Discharge circuit, LC1, LC2, LC3...logic section, Ql, Q2. ΩB, Q9. QIO, Q12・
・・PMOS transistor, 03~lower I port 11...
nMO3 transistor, Vcc...high potential power line, Vss...low potential power line, IN, IN, ~lNn-input terminal, OUT...output terminal, φ1. φ2...P/D clock d...Delay time (between clocks φ1 and φ2).
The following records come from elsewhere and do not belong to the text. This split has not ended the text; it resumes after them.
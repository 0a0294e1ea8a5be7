//! Build errors for the state machine builder.

use thiserror::Error;

/// Errors that can occur when building a state machine.
#[derive(Debug, Error, PartialEq)]
pub enum BuildError {
    #[error("Initial state not specified. Call .initial(state) before .build()")]
    MissingInitialState,

    #[error("Transition function not specified. Call .transitions(function) before .build()")]
    MissingTransitions,
}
Figure 1: Timing diagram for explaining the operation of the circuit $2 Figure 3: Timing diagram for explaining the operation of the circuit Figure 4: Figure VSS No.C3 Figure 10: A circuit diagram showing an example of the configuration of CC ss. Figure 11:

Claims (1)

[Scope of Claims] A clock supply circuit (CS) that supplies a clock signal (φ1) with a predetermined pulse width and a clock signal (φ2) that has the opposite logic to the clock signal and is delayed by a predetermined time (td); a logic circuit that is set to either a precharge state or a discharge state in response to two types of clock signals from the clock supply circuit and realizes a predetermined logic in response to at least one input signal; The logic circuit includes a plurality of MOS transistors (Q1, Q2) connected in series between a first power supply line (Vcc, Vss) and an output terminal (OUT), each gate of which responds to the two types of clock signals. ; Q6, Q7); and a discharge circuit (DC1) connected between the output terminal and the second power supply line (Vss, Vcc) and responsive to the two types of clock signals. , DC1', DC2, DC2', DC3
) A dynamic logic circuit characterized by having the following.